Friday, July 29, 2016

#1519 two

Yesterday I wrote about social listening, a strategy for intentionally being aware of social media exchanges and trends with the intent of appropriately mentioning a brand in the conversation.

One of the biggest insights for me was that the major products that use this have not one but two different teams of people involved in the on-going process. One team is exclusively focused on the listening aspect: they follow high traffic spikes and ascertain the influencers who are driving the conversation. But when they discover something relevant, they pass it along to the response team to craft a message to post. 

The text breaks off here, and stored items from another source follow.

//! Multi-word idiom replacement.
//!
//! Phrases are matched before tokenization so that a fixed formula is never
//! broken into independently resolved words. Matching runs over a *view* of
//! the text in which harakat and tatweel are invisible, kaf/yeh variants are
//! folded and whitespace runs read as one space; every view character keeps
//! the byte span it covers in the source, so the replacement cuts the source
//! text exactly, marks included.
//!
//! A matched span becomes a placeholder token carrying the final
//! transliteration verbatim. The word resolver emits it unchanged.

use crate::context::Context;
use crate::diacritics::{fold_letter, lookup_key};
use crate::unicode::{
    PLACEHOLDER_CLOSE, PLACEHOLDER_OPEN, PLACEHOLDER_SPACE, TATWEEL, is_arabic_letter,
    is_arabic_mark, is_arabic_script, is_horizontal_ws,
};
use log::trace;
use memchr::memmem;
use std::borrow::Cow;
use std::collections::HashMap;

/// Wraps a transliteration so that it survives whitespace tokenization as one
/// token.
pub fn encode_placeholder(transliteration: &str) -> String {
    let mut out = String::with_capacity(transliteration.len() + 9);
    out.push(PLACEHOLDER_OPEN);
    out.extend(
        transliteration
            .chars()
            .map(|c| if c == ' ' { PLACEHOLDER_SPACE } else { c }),
    );
    out.push(PLACEHOLDER_CLOSE);
    out
}

/// The carried transliteration, if `token` is a placeholder.
pub fn decode_placeholder(token: &str) -> Option<String> {
    let inner = token
        .strip_prefix(PLACEHOLDER_OPEN)?
        .strip_suffix(PLACEHOLDER_CLOSE)?;
    Some(
        inner
            .chars()
            .map(|c| if c == PLACEHOLDER_SPACE { ' ' } else { c })
            .collect(),
    )
}

#[derive(Debug, Clone, Copy)]
struct ViewChar {
    view_byte: usize,
    src_start: usize,
    src_end: usize,
    letter: bool,
}

/// The searchable projection of the source text.
struct View {
    text: String,
    chars: Vec<ViewChar>,
}

impl View {
    fn build(src: &str) -> Self {
        let mut text = String::with_capacity(src.len());
        let mut chars: Vec<ViewChar> = Vec::with_capacity(src.len() / 2);
        for (i, c) in src.char_indices() {
            let end = i + c.len_utf8();
            if is_arabic_mark(c) || c == TATWEEL {
                if let Some(last) = chars.last_mut() {
                    last.src_end = end;
                }
                continue;
            }
            if is_horizontal_ws(c) {
                if let Some(last) = chars.last_mut()
                    && text.ends_with(' ')
                {
                    last.src_end = end;
                    continue;
                }
                chars.push(ViewChar {
                    view_byte: text.len(),
                    src_start: i,
                    src_end: end,
                    letter: false,
                });
                text.push(' ');
                continue;
            }
            chars.push(ViewChar {
                view_byte: text.len(),
                src_start: i,
                src_end: end,
                letter: is_arabic_letter(c) || c.is_alphanumeric(),
            });
            text.push(fold_letter(c));
        }
        Self { text, chars }
    }

    fn index_of_byte(&self, byte: usize) -> Option<usize> {
        self.chars.binary_search_by_key(&byte, |v| v.view_byte).ok()
    }
}

/// Phrase candidates for one dictionary: its `common_phrases` plus the fixed
/// canonical formulas of the language. A dictionary entry shadows a canonical
/// formula with the same key. Longest first, ties by key.
fn candidates<'d>(ctx: &Context<'d>) -> Vec<(String, Cow<'d, str>)> {
    let mut merged: HashMap<String, Cow<'d, str>> = HashMap::new();
    for &(phrase, translit) in ctx.lang.entry().canonical_phrases {
        merged.insert(canonical_phrase_key(phrase), Cow::Borrowed(translit));
    }
    for (key, entry) in &ctx.dictionary.common_phrases {
        merged.insert(
            canonical_phrase_key(key),
            Cow::Borrowed(entry.transliteration.as_str()),
        );
    }
    let mut list: Vec<(String, Cow<'d, str>)> = merged
        .into_iter()
        .filter(|(k, _)| !k.is_empty())
        .collect();
    list.sort_by(|(a, _), (b, _)| {
        b.chars()
            .count()
            .cmp(&a.chars().count())
            .then_with(|| a.cmp(b))
    });
    list
}

fn canonical_phrase_key(phrase: &str) -> String {
    lookup_key(phrase)
        .split_whitespace()
        .collect::<Vec<_>>()
        .join(" ")
}

/// Replaces every known phrase in `text` with a placeholder token.
///
/// Matches must sit on word boundaries and may not overlap an earlier, longer
/// match. Each placeholder is padded with spaces so it tokenizes alone.
pub fn replace_phrases<'a>(text: &'a str, ctx: &Context) -> Cow<'a, str> {
    if !text.chars().any(is_arabic_script) {
        return Cow::Borrowed(text);
    }
    let view = View::build(text);
    let mut claimed = vec![false; view.chars.len()];
    let mut matches: Vec<(usize, usize, String)> = Vec::new();

    for (key, translit) in candidates(ctx) {
        let key_chars = key.chars().count();
        let finder = memmem::Finder::new(key.as_bytes());
        for pos in finder.find_iter(view.text.as_bytes()) {
            let Some(first) = view.index_of_byte(pos) else {
                continue;
            };
            let last = first + key_chars - 1;
            let before_ok = first == 0 || !view.chars[first - 1].letter;
            let after_ok = view.chars.get(last + 1).is_none_or(|v| !v.letter);
            if !before_ok || !after_ok || claimed[first..=last].iter().any(|&c| c) {
                continue;
            }
            claimed[first..=last].iter_mut().for_each(|c| *c = true);
            trace!("phrase {key:?} -> {translit:?}");
            matches.push((
                view.chars[first].src_start,
                view.chars[last].src_end,
                encode_placeholder(&translit),
            ));
        }
    }

    if matches.is_empty() {
        return Cow::Borrowed(text);
    }
    matches.sort_by_key(|m| m.0);

    let mut out = String::with_capacity(text.len() + matches.len() * 16);
    let mut last = 0;
    for (start, end, placeholder) in matches {
        out.push_str(&text[last..start]);
        out.push(' ');
        out.push_str(&placeholder);
        out.push(' ');
        last = end;
    }
    out.push_str(&text[last..]);
    Cow::Owned(out)
}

I would not have considered that two teams were used in the process, but it makes total sense. The listening team needs to be analytical and technologically savvy, creating algorithms and ascertaining when traffic is noteworthy for its volume or content. The response team members are the communicators: the witty, politically astute word mavens who can drop just the right spin into the conversation. It is rare that the two divergent skill sets are found in the same person, thus the two teams.

Think about the tasks that you ask your employees to perform. Have you thought of the skills required, rather than just the functions that are required? Would you be better off splitting the duties differently to allow strengths to shine in diverse staff members? Do you have one team when you may be better with two? 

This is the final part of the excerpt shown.